Well my blood donation went well. No passing out from getting stuck by a needle (twice if you include the damn blood count they stick your finger for. That sucker hurts!), and no weakness from lack of blood. Plus I got some Graeter's ice cream afterwards and a coupon for a free pint. Awesome!! Unfortunately my parents weren't able to give blood that day. They had been to a tropical island in the last 6 months that was on their "list". I got nervous for a minute because there were some Eastern countries on the list if you had been there in the last 3 years. Thank goodness China was not one of them!
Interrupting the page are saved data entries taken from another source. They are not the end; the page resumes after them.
//! wl kubehub: `WorkloadClient` over kube-rs.

#![forbid(unsafe_code)]

use anyhow::{Context, Result};
use futures::{stream, StreamExt};
use kube::{
    api::{Api, PostParams},
    core::{ApiResource, DynamicObject, GroupVersionKind},
    runtime::watcher::{self, Event},
    Client,
};
use tracing::{debug, info};
use wl_core::{ClientError, EventKind, Identity, WatchEvent, WatchStream, Workload, WorkloadClient};

pub const GROUP: &str = "carto.run";
pub const VERSION: &str = "v1alpha1";
pub const PLURAL: &str = "workloads";

/// Client from the ambient kubeconfig or in-cluster environment.
pub async fn kube_client() -> Result<Client> {
    Client::try_default().await.context("building kube client from kubeconfig")
}

/// Static resource description; avoids a discovery round-trip.
pub fn workload_resource() -> ApiResource {
    let gvk = GroupVersionKind { group: GROUP.into(), version: VERSION.into(), kind: wl_core::KIND.into() };
    ApiResource::from_gvk_with_plural(&gvk, PLURAL)
}

#[derive(Clone)]
pub struct KubeWorkloadClient {
    client: Client,
    ar: ApiResource,
}

impl KubeWorkloadClient {
    pub fn new(client: Client) -> Self {
        Self { client, ar: workload_resource() }
    }

    pub async fn try_default() -> Result<Self> {
        Ok(Self::new(kube_client().await?))
    }

    /// Namespace of the current kubeconfig context.
    pub fn default_namespace(&self) -> &str {
        self.client.default_namespace()
    }

    fn api(&self, namespace: &str) -> Api<DynamicObject> {
        Api::namespaced_with(self.client.clone(), namespace, &self.ar)
    }
}

fn identity_of(w: &Workload) -> Result<Identity, ClientError> {
    w.identity()
        .ok_or_else(|| ClientError::Other(anyhow::anyhow!("workload is missing metadata.name or metadata.namespace")))
}

pub fn to_dynamic(w: &Workload) -> Result<DynamicObject> {
    let v = serde_json::to_value(w).context("serializing workload")?;
    serde_json::from_value(v).context("converting workload to DynamicObject")
}

pub fn from_dynamic(obj: &DynamicObject) -> Result<Workload> {
    let v = serde_json::to_value(obj).context("serializing DynamicObject")?;
    serde_json::from_value(v).context("decoding workload")
}

/// 404 and 409 get their own variants; the rest pass through with context.
pub fn map_kube_err(e: kube::Error, id: &Identity, op: &str) -> ClientError {
    match e {
        kube::Error::Api(ae) if ae.code == 404 => ClientError::NotFound(id.clone()),
        kube::Error::Api(ae) if ae.code == 409 => ClientError::Conflict(ae.message),
        other => ClientError::Other(anyhow::Error::new(other).context(format!("{} workload {}", op, id))),
    }
}

fn convert_event(ev: Result<Event<DynamicObject>, watcher::Error>, id: &Identity) -> Vec<Result<WatchEvent, ClientError>> {
    let one = |kind: EventKind, o: &DynamicObject| -> Result<WatchEvent, ClientError> {
        let object = from_dynamic(o).map_err(ClientError::Other)?;
        Ok(WatchEvent { kind, object: Some(object), message: None })
    };
    match ev {
        Ok(Event::Applied(o)) => vec![one(EventKind::Modified, &o)],
        Ok(Event::Deleted(o)) => vec![one(EventKind::Deleted, &o)],
        Ok(Event::Restarted(list)) => {
            debug!(workload = %id, count = list.len(), "watch restarted");
            list.iter().map(|o| one(EventKind::Added, o)).collect()
        }
        Err(e) => vec![Ok(WatchEvent::error(e.to_string()))],
    }
}

#[async_trait::async_trait]
impl WorkloadClient for KubeWorkloadClient {
    async fn get(&self, id: &Identity) -> Result<Workload, ClientError> {
        let obj = self.api(&id.namespace).get(&id.name).await.map_err(|e| map_kube_err(e, id, "getting"))?;
        from_dynamic(&obj).map_err(ClientError::Other)
    }

    async fn create(&self, workload: &Workload) -> Result<Workload, ClientError> {
        let id = identity_of(workload)?;
        let obj = to_dynamic(workload)?;
        let created = self
            .api(&id.namespace)
            .create(&PostParams::default(), &obj)
            .await
            .map_err(|e| map_kube_err(e, &id, "creating"))?;
        info!(workload = %id, rv = ?created.metadata.resource_version, "workload created");
        from_dynamic(&created).map_err(ClientError::Other)
    }

    async fn update(&self, workload: &Workload) -> Result<Workload, ClientError> {
        let id = identity_of(workload)?;
        let obj = to_dynamic(workload)?;
        let updated = self
            .api(&id.namespace)
            .replace(&id.name, &PostParams::default(), &obj)
            .await
            .map_err(|e| map_kube_err(e, &id, "updating"))?;
        info!(workload = %id, rv = ?updated.metadata.resource_version, "workload updated");
        from_dynamic(&updated).map_err(ClientError::Other)
    }

    async fn watch(&self, id: &Identity) -> Result<WatchStream, ClientError> {
        let cfg = watcher::Config::default().fields(&format!("metadata.name={}", id.name));
        let owned = id.clone();
        let events = watcher::watcher(self.api(&id.namespace), cfg)
            .flat_map(move |ev| stream::iter(convert_event(ev, &owned)));
        info!(workload = %id, "watch started");
        Ok(events.boxed())
    }
}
When I got home I was ready to sit on the couch and relax, since you aren't supposed to do much for the rest of the day. I went to turn on the TV, and the receiver wouldn't come on. Crap! I had just switched over to my receiver a couple months ago because Craig's had gone out. So, I had to bite the bullet and call Craig to figure out how to switch the sound from everything over to the TV. This damn TV is the most complicated I've ever dealt with in my life. Plus the eye for the remote no longer works so you can't use the remote to change the settings, which would probably be easier. So here I am, pulling out a 60 something inch TV from the wall (console type, not flat screen!) just an hour or so after giving blood, on the phone with my ex, who I'm trying to have as little contact as possible with, and trying to figure out which cords go to what. I told Midnight (as of course he had to "supervise" what I was doing) if I passed out call for back up! Thankfully it wasn't as difficult as I thought it would be, and I didn't pass out. My dad got me a receiver the next week for an early Christmas present. Otherwise I wouldn't be able to adjust the sound on the TV at all except for manually, which for anyone who deals with cable TV knows that every single channel has a different friggin volume!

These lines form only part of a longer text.